## EXERCISE
Copy out each line of the data that holds the string "DocumentExists".

## EXERCISE DATA
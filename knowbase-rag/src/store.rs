//! The paired vector index and metadata store, mutated as one unit.
//!
//! Every chunk id in the [`VectorIndex`] has exactly one record in the
//! [`MetadataStore`] and vice versa. The only mutating entry points are
//! [`StoreState::apply_ingest`] and [`StoreState::apply_delete`], which
//! either change both halves or neither.

use std::collections::{BTreeMap, BTreeSet};

use tracing::warn;

use crate::document::{ChunkId, ChunkRecord, DocumentMetadata, SearchResult};
use crate::error::{RagError, Result};
use crate::index::{SimilarityMetric, VectorIndex};
use crate::metadata::MetadataStore;

/// A document whose chunks have already been embedded, ready to be applied.
#[derive(Debug, Clone)]
pub struct PreparedDocument {
    pub document_id: String,
    pub metadata: DocumentMetadata,
    pub text: String,
    /// `(chunk text, embedding)` in ordinal order.
    pub chunks: Vec<(String, Vec<f32>)>,
}

/// In-memory state of one store instance.
#[derive(Debug, Clone, PartialEq)]
pub struct StoreState {
    index: VectorIndex,
    metadata: MetadataStore,
    next_chunk_id: u64,
    revision: u64,
}

impl StoreState {
    /// An empty store.
    pub fn new(dimension: usize, metric: SimilarityMetric) -> Self {
        Self { index: VectorIndex::new(dimension, metric), metadata: MetadataStore::new(), next_chunk_id: 1, revision: 0 }
    }

    /// Reassemble a store from loaded halves, checking that they agree.
    ///
    /// # Errors
    ///
    /// [`RagError::CorruptStore`] if the id sets differ or the allocator
    /// would hand out an id that is already in use.
    pub(crate) fn from_parts(index: VectorIndex, metadata: MetadataStore, next_chunk_id: u64) -> Result<Self> {
        if index.len() != metadata.len() {
            return Err(RagError::CorruptStore(format!(
                "index holds {} vectors but metadata holds {} records",
                index.len(),
                metadata.len()
            )));
        }
        for (id, _) in index.iter() {
            if metadata.get(id).is_err() {
                return Err(RagError::CorruptStore(format!("vector {id} has no metadata record")));
            }
        }
        if let Some((last, _)) = index.iter().next_back() {
            if last.0 >= next_chunk_id {
                return Err(RagError::CorruptStore(format!(
                    "next chunk id {next_chunk_id} is not above highest id {last}"
                )));
            }
        }
        Ok(Self { index, metadata, next_chunk_id, revision: 0 })
    }

    pub fn index(&self) -> &VectorIndex {
        &self.index
    }

    pub fn metadata(&self) -> &MetadataStore {
        &self.metadata
    }

    /// The id the next ingested chunk will receive.
    pub fn next_chunk_id(&self) -> u64 {
        self.next_chunk_id
    }

    /// Counter bumped by every successful mutation.
    pub fn revision(&self) -> u64 {
        self.revision
    }

    /// Insert a document and all of its chunks, assigning fresh chunk ids.
    ///
    /// # Errors
    ///
    /// [`RagError::DocumentExists`], [`RagError::EmptyDocument`],
    /// [`RagError::DimensionMismatch`] or [`RagError::NonFiniteVector`]; the
    /// store is unchanged on error.
    pub fn apply_ingest(&mut self, document: PreparedDocument) -> Result<Vec<ChunkId>> {
        let PreparedDocument { document_id, metadata, text, chunks } = document;

        if self.metadata.contains_document(&document_id) {
            return Err(RagError::DocumentExists(document_id));
        }
        if chunks.is_empty() {
            return Err(RagError::EmptyDocument(document_id));
        }
        let dimension = self.index.dimension();
        if let Some((_, v)) = chunks.iter().find(|(_, v)| v.len() != dimension) {
            return Err(RagError::DimensionMismatch { expected: dimension, actual: v.len() });
        }
        if let Some(position) = chunks.iter().find_map(|(_, v)| v.iter().position(|x| !x.is_finite())) {
            return Err(RagError::NonFiniteVector { position });
        }

        self.metadata.put_document(&document_id, metadata, text)?;

        let first_id = self.next_chunk_id;
        let mut assigned = Vec::with_capacity(chunks.len());
        for (ordinal, (chunk_text, embedding)) in chunks.into_iter().enumerate() {
            let id = ChunkId(self.next_chunk_id);
            self.next_chunk_id += 1;
            let record = ChunkRecord { document_id: document_id.clone(), ordinal, text: chunk_text };
            if let Err(e) = self.index.insert(id, embedding) {
                warn!(document.id = %document_id, chunk.id = %id, error = %e, "rolling back ingest");
                self.rollback_ingest(&document_id, &assigned, first_id);
                return Err(e);
            }
            assigned.push(id);
            if let Err(e) = self.metadata.put(id, record) {
                warn!(document.id = %document_id, chunk.id = %id, error = %e, "rolling back ingest");
                self.rollback_ingest(&document_id, &assigned, first_id);
                return Err(e);
            }
        }

        self.revision += 1;
        Ok(assigned)
    }

    fn rollback_ingest(&mut self, document_id: &str, inserted: &[ChunkId], first_id: u64) {
        for id in inserted {
            // Present by construction; nothing else to undo if not.
            let _ = self.index.remove(*id);
        }
        let _ = self.metadata.delete_by_document(document_id);
        self.next_chunk_id = first_id;
    }

    /// Remove a document and its chunks from both halves.
    ///
    /// # Errors
    ///
    /// [`RagError::NotFound`] if the document is unknown.
    pub fn apply_delete(&mut self, document_id: &str) -> Result<BTreeSet<ChunkId>> {
        let entry = self
            .metadata
            .document(document_id)
            .ok_or_else(|| RagError::NotFound(format!("document '{document_id}'")))?;
        if let Some(missing) = entry.chunk_ids.iter().find(|id| !self.index.contains(**id)) {
            return Err(RagError::CorruptStore(format!(
                "document '{document_id}' lists chunk {missing} absent from the index"
            )));
        }

        let removed = self.metadata.delete_by_document(document_id)?;
        for id in &removed {
            self.index.remove(*id)?;
        }
        self.revision += 1;
        Ok(removed)
    }

    /// Rank chunks against `query` and hydrate them.
    ///
    /// Candidates scoring below `min_score` are dropped after the top `k`
    /// have been selected.
    ///
    /// # Errors
    ///
    /// [`RagError::DimensionMismatch`] if `query` has the wrong length.
    pub fn search(&self, query: &[f32], k: usize, min_score: f32) -> Result<Vec<SearchResult>> {
        let hits = self.index.search(query, k)?;
        let scores: BTreeMap<ChunkId, f32> =
            hits.iter().filter(|h| h.score >= min_score).map(|h| (h.id, h.score)).collect();
        let ids: Vec<ChunkId> = hits.iter().map(|h| h.id).filter(|id| scores.contains_key(id)).collect();

        Ok(self
            .metadata
            .get_many(&ids)
            .into_iter()
            .map(|(id, record)| SearchResult {
                chunk_id: id,
                score: scores[&id],
                text: record.text.clone(),
                document_id: record.document_id.clone(),
                filename: self
                    .metadata
                    .document(&record.document_id)
                    .map(|entry| entry.metadata.filename.clone())
                    .unwrap_or_default(),
                ordinal: record.ordinal,
            })
            .collect())
    }
}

## YOUR SOLUTION
    /// [`RagError::DocumentExists`], [`RagError::EmptyDocument`],
            return Err(RagError::DocumentExists(document_id));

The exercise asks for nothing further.